Haase arbeitet mit der Bonner Hannelore-Kohl-Stiftung für Unfallverletzte mit Schäden des zentralen Nervensystems zusammen. Seit Juli versucht die Stiftung, mit einem Plakat auf das Thema Fahrradhelm aufmerksam zu machen. Das Poster zeigt ein Mädchen in einer Blutlache auf der Straße liegend. «Wir hatten auch negative Reaktionen, das Plakat sei zu drastisch», sagt Helga Lüngen von der Stiftung. Man habe die Kampagne sogar mit den provokativen Aktionen von Benetton verglichen.
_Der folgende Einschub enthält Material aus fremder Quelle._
//! Standard Cross-Correlation (SCC) method.
//!
//! Both signals are standardized, correlated through the FFT and normalized
//! by their energies, so the peak magnitude is a correlation coefficient and
//! doubles as the confidence.

use parking_lot::Mutex;
use rustfft::FftPlanner;

use super::xcorr::{centered_peak, cross_correlate, samples_to_ms, standardize, to_f64, Weighting};
use super::{validate_input, CorrelationAlgorithm};
use crate::analysis::types::{AnalysisError, AnalysisResult, DelayEstimate};

/// Standard cross-correlation using FFT.
pub struct Scc {
    peak_fit: bool,
    planner: Mutex<FftPlanner<f64>>,
}

impl Scc {
    pub fn new(peak_fit: bool) -> Self {
        Self {
            peak_fit,
            planner: Mutex::new(FftPlanner::new()),
        }
    }
}

impl Default for Scc {
    fn default() -> Self {
        Self::new(true)
    }
}

impl CorrelationAlgorithm for Scc {
    fn name(&self) -> &'static str {
        "Standard Correlation (SCC)"
    }

    fn find_delay(
        &self,
        reference: &[f32],
        target: &[f32],
        sample_rate: u32,
    ) -> AnalysisResult<DelayEstimate> {
        validate_input(reference, target, sample_rate)?;

        let mut reference = to_f64(reference);
        let mut target = to_f64(target);
        standardize(&mut reference);
        standardize(&mut target);

        let ref_energy: f64 = reference.iter().map(|x| x * x).sum();
        let tgt_energy: f64 = target.iter().map(|x| x * x).sum();
        let norm = (ref_energy * tgt_energy).sqrt() + 1e-9;

        let mut correlation = cross_correlate(&self.planner, &reference, &target, Weighting::None);
        for value in &mut correlation {
            *value /= norm;
        }

        let peak = centered_peak(&correlation, self.peak_fit)
            .ok_or_else(|| AnalysisError::InvalidAudio("Empty correlation".to_string()))?;

        Ok(DelayEstimate {
            delay_ms: samples_to_ms(peak.delay_samples, sample_rate),
            confidence: (peak.abs_corr[peak.index] * 100.0).clamp(0.0, 100.0),
        })
    }
}
//! Settings struct with TOML-based sections.
//!
//! Settings are organized into logical sections that map to TOML tables.
//! The loaded value is immutable for the duration of a job and is passed by
//! reference into every analysis stage.

use serde::{Deserialize, Serialize};

use crate::logging::LogLevel;
use crate::models::{
    CorrectionMode, DelaySelectionMode, FallbackMode, FilteringMethod, OutlierMode, QualityMode,
    SeparationMode, SyncMode,
};

/// Root settings structure containing all configuration sections.
#[derive(Debug, Clone, Default, Serialize, Deserialize)]
pub struct EngineSettings {
    #[serde(default)]
    pub correlation: CorrelationSettings,

    #[serde(default)]
    pub chunks: ChunkSettings,

    #[serde(default)]
    pub filtering: FilterSettings,

    #[serde(default)]
    pub multi_correlation: MultiCorrelationSettings,

    #[serde(default)]
    pub separation: SeparationSettings,

    #[serde(default)]
    pub drift: DriftSettings,

    #[serde(default)]
    pub stepping: SteppingSettings,

    #[serde(default)]
    pub stability: StabilitySettings,

    #[serde(default)]
    pub selection: SelectionSettings,

    #[serde(default)]
    pub logging: LoggingSettings,
}

/// Decoder and algorithm settings.
#[derive(Debug, Clone, Serialize, Deserialize)]
pub struct CorrelationSettings {
    /// Sample rate every source is decoded to.
    #[serde(default = "default_sample_rate")]
    pub sample_rate_hz: u32,

    /// Use the soxr resampler in ffmpeg.
    #[serde(default)]
    pub use_soxr_resampler: bool,

    /// Algorithm name or short key (see `CorrelationMethod`).
    #[serde(default = "default_correlation_method")]
    pub correlation_method: String,

    /// Minimum confidence for a chunk to be accepted (0-100).
    #[serde(default = "default_match_threshold")]
    pub match_threshold_pct: f64,

    /// Refine correlation peaks with a parabolic fit.
    #[serde(default = "default_true")]
    pub audio_peak_fit: bool,

    /// Worker threads for chunk correlation (0 = one per core).
    #[serde(default)]
    pub max_workers: usize,
}

fn default_sample_rate() -> u32 {
    48000
}

fn default_correlation_method() -> String {
    "Standard Correlation (SCC)".to_string()
}

fn default_match_threshold() -> f64 {
    50.0
}

fn default_true() -> bool {
    true
}

impl Default for CorrelationSettings {
    fn default() -> Self {
        Self {
            sample_rate_hz: default_sample_rate(),
            use_soxr_resampler: false,
            correlation_method: default_correlation_method(),
            match_threshold_pct: default_match_threshold(),
            audio_peak_fit: true,
            max_workers: 0,
        }
    }
}

/// Chunk layout over the timeline.
#[derive(Debug, Clone, Serialize, Deserialize)]
pub struct ChunkSettings {
    #[serde(default = "default_chunk_count")]
    pub scan_chunk_count: u32,

    /// Chunk length in seconds.
    #[serde(default = "default_chunk_duration")]
    pub scan_chunk_duration: f64,

    #[serde(default = "default_scan_start")]
    pub scan_start_percentage: f64,

    #[serde(default = "default_scan_end")]
    pub scan_end_percentage: f64,
}

fn default_chunk_count() -> u32 {
    10
}

fn default_chunk_duration() -> f64 {
    15.0
}

fn default_scan_start() -> f64 {
    5.0
}

fn default_scan_end() -> f64 {
    95.0
}

impl Default for ChunkSettings {
    fn default() -> Self {
        Self {
            scan_chunk_count: default_chunk_count(),
            scan_chunk_duration: default_chunk_duration(),
            scan_start_percentage: default_scan_start(),
            scan_end_percentage: default_scan_end(),
        }
    }
}

/// Pre-correlation filter.
#[derive(Debug, Clone, Serialize, Deserialize)]
pub struct FilterSettings {
    #[serde(default)]
    pub filtering_method: FilteringMethod,

    /// Low edge of the dialogue band (Hz).
    #[serde(default = "default_low_cutoff")]
    pub filter_low_cutoff_hz: f64,

    /// High edge of the dialogue band, also the low-pass cutoff (Hz).
    #[serde(default = "default_high_cutoff")]
    pub filter_high_cutoff_hz: f64,

    /// Butterworth order.
    #[serde(default = "default_filter_order")]
    pub filter_order: usize,
}

fn default_low_cutoff() -> f64 {
    300.0
}

fn default_high_cutoff() -> f64 {
    3400.0
}

fn default_filter_order() -> usize {
    5
}

impl Default for FilterSettings {
    fn default() -> Self {
        Self {
            filtering_method: FilteringMethod::None,
            filter_low_cutoff_hz: default_low_cutoff(),
            filter_high_cutoff_hz: default_high_cutoff(),
            filter_order: default_filter_order(),
        }
    }
}

/// Multi-correlation comparison mode.
#[derive(Debug, Clone, Serialize, Deserialize)]
pub struct MultiCorrelationSettings {
    #[serde(default)]
    pub enabled: bool,

    #[serde(default = "default_true")]
    pub multi_corr_scc: bool,

    #[serde(default = "default_true")]
    pub multi_corr_gcc_phat: bool,

    #[serde(default)]
    pub multi_corr_gcc_scot: bool,

    #[serde(default)]
    pub multi_corr_gcc_whiten: bool,

    #[serde(default)]
    pub multi_corr_onset: bool,

    #[serde(default)]
    pub multi_corr_dtw: bool,

    #[serde(default)]
    pub multi_corr_spectrogram: bool,
}

impl Default for MultiCorrelationSettings {
    fn default() -> Self {
        Self {
            enabled: false,
            multi_corr_scc: true,
            multi_corr_gcc_phat: true,
            multi_corr_gcc_scot: false,
            multi_corr_gcc_whiten: false,
            multi_corr_onset: false,
            multi_corr_dtw: false,
            multi_corr_spectrogram: false,
        }
    }
}

impl MultiCorrelationSettings {
    /// Look up a `multi_corr_<key>` flag by its configuration key.
    pub fn is_enabled(&self, config_key: &str) -> bool {
        match config_key {
            "multi_corr_scc" => self.multi_corr_scc,
            "multi_corr_gcc_phat" => self.multi_corr_gcc_phat,
            "multi_corr_gcc_scot" => self.multi_corr_gcc_scot,
            "multi_corr_gcc_whiten" => self.multi_corr_gcc_whiten,
            "multi_corr_onset" => self.multi_corr_onset,
            "multi_corr_dtw" => self.multi_corr_dtw,
            "multi_corr_spectrogram" => self.multi_corr_spectrogram,
            _ => false,
        }
    }
}

/// Out-of-process source separation.
#[derive(Debug, Clone, Serialize, Deserialize)]
pub struct SeparationSettings {
    #[serde(default)]
    pub mode: SeparationMode,

    /// Model filename handed to the worker.
    #[serde(default = "default_separation_model")]
    pub model: String,

    /// Directory holding separation models (empty = worker default).
    #[serde(default)]
    pub model_dir: String,

    /// `auto`, `cpu`, or a device name understood by the worker.
    #[serde(default = "default_separation_device")]
    pub device: String,

    /// Seconds before the worker is killed (<= 0 means the hard maximum).
    #[serde(default = "default_separation_timeout")]
    pub timeout_s: f64,

    /// Worker program and leading arguments; the JSON request is appended.
    #[serde(default = "default_separation_worker")]
    pub worker_command: Vec<String>,
}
Ellen Haase zeigt nicht nur die Fälle, in denen der Helm Leben gerettet hat. Auch das Überwachungsvideo einer britischen Kaserne in Gütersloh nimmt sie mit in die Schulen. «Ein Major der Armee wollte nur kurz in die Kaserne fahren und wurde von einem Auto erfasst.» Auf dem Band ist zu sehen, wie der Mann auf den Asphalt schlägt. Sofort ist die Militärpolizei vor Ort, und keine 30 Sekunden später ein Rettungswagen, der nur zufällig vorbeikam. «Man sieht, dass die Sanitäter sofort anfangen zu arbeiten.» Aber währenddessen breitet sich rund um den Kopf des Opfers eine Blutlache aus. Der 32-Jährige ist sofort tot.